Late nights at the lab. Communal dinners with the commissioners in the control room. Someone goes out and gets some local Livingston fare. Popeyes chicken. (Gerard asked me, "You do know Popeyes, right? ... I had a friend who thought it was "Pope-YES" chicken!") Wayne's barbecue, domino's pizza. One night we went out to a place in Walker for catfish dinners. Stefan's rental car is an SUV sort of thing. There were six of us, though, so Rana climbed into the cargo area in the back.

At 2am we're aligning an optical spectrum analyzer at the IFO-REFL port. Hooking up scopes to collect data. Importing it to Matlab. 3am, we're in the pre-stabilized laser enclosure, all dressed up in white jackets and hats, the optics-worker equivalent of a surgeon's scrubs. Tuning the phase of the FSS local oscillator. Measuring the transfer function of the frequency stabilization servo. It seems almost like a star trek cliche of science when Rana shouts out of the PSL, "It's Oscillating!" and Valera scrambles to the console to turn down the gain. (Hell, we have photon calibrators!)

We have plenty of commissioners these days. Rana, Stefan, Hartmut, Valera, Kate, and me. So mostly Rana and Stefan sit at the operators consoles. Sometimes one of us runs out into the Large Vacuum Equipment Area to adjust something. I plug in a camera at the Dark Port. Push on a table to test for scattering. Otherwise I putter away at my laptop. Reading Siegman, writing out scattering matrices. Contemplate my thesis.

Engage the Thermal Compensation System!

The output of the machine is directed to speakers in the control room, turning our audio band signals into real audio, the whistles and pops and whines and rumbles conveying to all the health and the state of the Machine. A sort of stethoscope. When the machine is happy, it is just white noise. But now when it is just being coaxed back into life after a two-month laser- and magnet-replacing operation, it is full of noises decidedly ungaussian.

4:30 there's an earthquake somewhere in the world, sends out optics swinging. We declare it's time to go home.

tf, 5am: mañana

rana: Vaya con dios
There is something liberating about being at the bottom of the work-heirarchy, something refreshing about the total singleness of purpose, the ability to work full-bore while the machinations of the organization complete seemingly useless 9-5 cycles of bureaucracy.

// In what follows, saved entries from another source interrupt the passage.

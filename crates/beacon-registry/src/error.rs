//! Registry error types

use thiserror::Error;

/// Message returned for lookups and deregistrations of unknown broadcasters
pub const BROADCAST_NOT_FOUND: &str = "Broadcast not found";

/// Registry errors
#[derive(Debug, Clone, PartialEq, Eq, Error)]
pub enum RegistryError {
    /// Malformed register input
    #[error("{0}")]
    Validation(String),

    /// Unknown broadcaster
    #[error("{0}")]
    NotFound(String),

    /// Unexpected failure inside the store
    #[error("Internal error: {0}")]
    Internal(String),
}

impl RegistryError {
    pub fn broadcast_not_found() -> Self {
        RegistryError::NotFound(BROADCAST_NOT_FOUND.to_string())
    }
}

/// Result type for registry operations
pub type Result<T> = std::result::Result<T, RegistryError>;
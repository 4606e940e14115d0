//! Client tests against a live daemon on an ephemeral port

use beacon_client::{BroadcastStatus, ClientError, DiscoveryClient, Heartbeat};
use beacon_daemon::{DaemonConfig, Server};
use std::time::Duration;
use tokio::net::TcpListener;
use tokio::sync::oneshot;

struct TestDaemon {
    url: String,
    stop: Option<oneshot::Sender<()>>,
}

impl TestDaemon {
    async fn start() -> Self {
        let listener = TcpListener::bind("127.0.0.1:0").await.unwrap();
        let url = format!("http://{}", listener.local_addr().unwrap());
        let (stop_tx, stop_rx) = oneshot::channel::<()>();

        let server = Server::new(DaemonConfig::default());
        tokio::spawn(server.serve(listener, async {
            let _ = stop_rx.await;
        }));

        Self {
            url,
            stop: Some(stop_tx),
        }
    }

    fn client(&self) -> DiscoveryClient {
        DiscoveryClient::new(&self.url).unwrap()
    }
}

impl Drop for TestDaemon {
    fn drop(&mut self) {
        if let Some(stop) = self.stop.take() {
            let _ = stop.send(());
        }
    }
}

#[tokio::test]
async fn register_list_find_deregister() {
    let daemon = TestDaemon::start().await;
    let client = daemon.client();

    let info = client
        .register("user123", "rtsp://127.0.0.1:5051/user123")
        .await
        .unwrap();
    assert_eq!(info.broadcaster_id, "user123");
    assert_eq!(info.status, BroadcastStatus::Active);

    let all = client.list().await.unwrap();
    assert_eq!(all, vec![info.clone()]);

    let found = client.find("user123").await.unwrap().unwrap();
    assert_eq!(found.stream_url, "rtsp://127.0.0.1:5051/user123");
    assert!(client.find("nobody").await.unwrap().is_none());

    client.deregister("user123").await.unwrap();
    let err = client.deregister("user123").await.unwrap_err();
    assert!(err.is_not_found());
    assert_eq!(err.to_string(), "Broadcast not found");
}

#[tokio::test]
async fn validation_errors_surface_as_api_errors() {
    let daemon = TestDaemon::start().await;
    let client = daemon.client();

    match client.register("user123", "").await {
        Err(ClientError::Api { status, message }) => {
            assert_eq!(status, 400);
            assert_eq!(message, "Missing stream_url");
        }
        other => panic!("unexpected result: {:?}", other),
    }
}

#[tokio::test]
async fn heartbeat_keeps_created_at_and_deregisters_on_stop() {
    let daemon = TestDaemon::start().await;
    let client = daemon.client();

    let mut heartbeat = Heartbeat::spawn(
        client.clone(),
        "live_from_toronto",
        "rtsp://10.0.0.5:5051/live_from_toronto",
        Duration::from_millis(20),
    );
    let first = tokio::time::timeout(Duration::from_secs(5), heartbeat.registered())
        .await
        .expect("never registered")
        .unwrap();
    assert_eq!(heartbeat.broadcaster_id(), "live_from_toronto");

    tokio::time::sleep(Duration::from_millis(100)).await;
    let latest = heartbeat.last_registration().unwrap();
    assert_eq!(latest.created_at, first.created_at);
    assert_eq!(client.list().await.unwrap().len(), 1);

    heartbeat.stop().await.unwrap();
    assert!(client.list().await.unwrap().is_empty());
}

#[tokio::test]
async fn stopping_heartbeat_after_external_deregister_is_ok() {
    let daemon = TestDaemon::start().await;
    let client = daemon.client();

    let mut heartbeat = Heartbeat::spawn(
        client.clone(),
        "cam",
        "rtsp://10.0.0.6:5051/cam",
        Duration::from_secs(60),
    );
    tokio::time::timeout(Duration::from_secs(5), heartbeat.registered())
        .await
        .expect("never registered");

    client.deregister("cam").await.unwrap();
    heartbeat.stop().await.unwrap();
}

#[tokio::test]
async fn unreachable_daemon_is_http_error() {
    let listener = TcpListener::bind("127.0.0.1:0").await.unwrap();
    let url = format!("http://{}", listener.local_addr().unwrap());
    drop(listener);

    let client = DiscoveryClient::with_timeout(&url, Duration::from_secs(2)).unwrap();
    assert!(matches!(client.list().await, Err(ClientError::Http(_))));
}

I camped out at the lab for the first time on Sunday night. At 5am the interferometer wasn't working and I decided to crawl into one of the 'sleeping rooms' to snooze before the 10am staff meeting. Only it turned out that the sleeping rooms (established during Katrina) had been turned into offices in the meantime. I camped out on the floor of Rana's office but got too cold and slept fitfully. I gave up and did some more work. Went to the staff meeting. Then got the key to the lab's "Kamp Katrina" (no joke), a trailer out back next to the chiller farm with a bare mattress where I slept out the rest of the work day. Ready to begin again when nearly everyone else had gone and the lab was again quiet and ready for work.

36 hours at the lab.
The first couple months here were all work. I mean, we were at the lab from something like 10am to 11pm every workday. And there's about an hour commute to get there and to get back. Delightfully, however, we recently had an influx of visitors, Nic[olás] and Aidan , giving us a kind of critical density of Young And Hip Persons* (in the words of the chief scientist), which has made our lab-rat existences infinitely more pleasant. For example, we somehow stole away 2 hours of time at the lab late one night to project a movie (Gerry—it was kind of terrible) in the lab's auditorium; and we have variously gotten away to New Orleans and Lafayette and the Chimes and Louie's. It's also nice to have another student to work with; Nic is my counterpart at the LIGO lab in Washington, and we are working on the same thing here, and keeping the same schedule, which allows carpooling, and stealing breakfast at his hotel. Aidan was staying at the same place, and it kind of makes me imagine our little microscopic labrat social group might as well give up renting places of our own and just crash and carpool with the visitors (whose hotel, car, and per diem are paid by Caltech).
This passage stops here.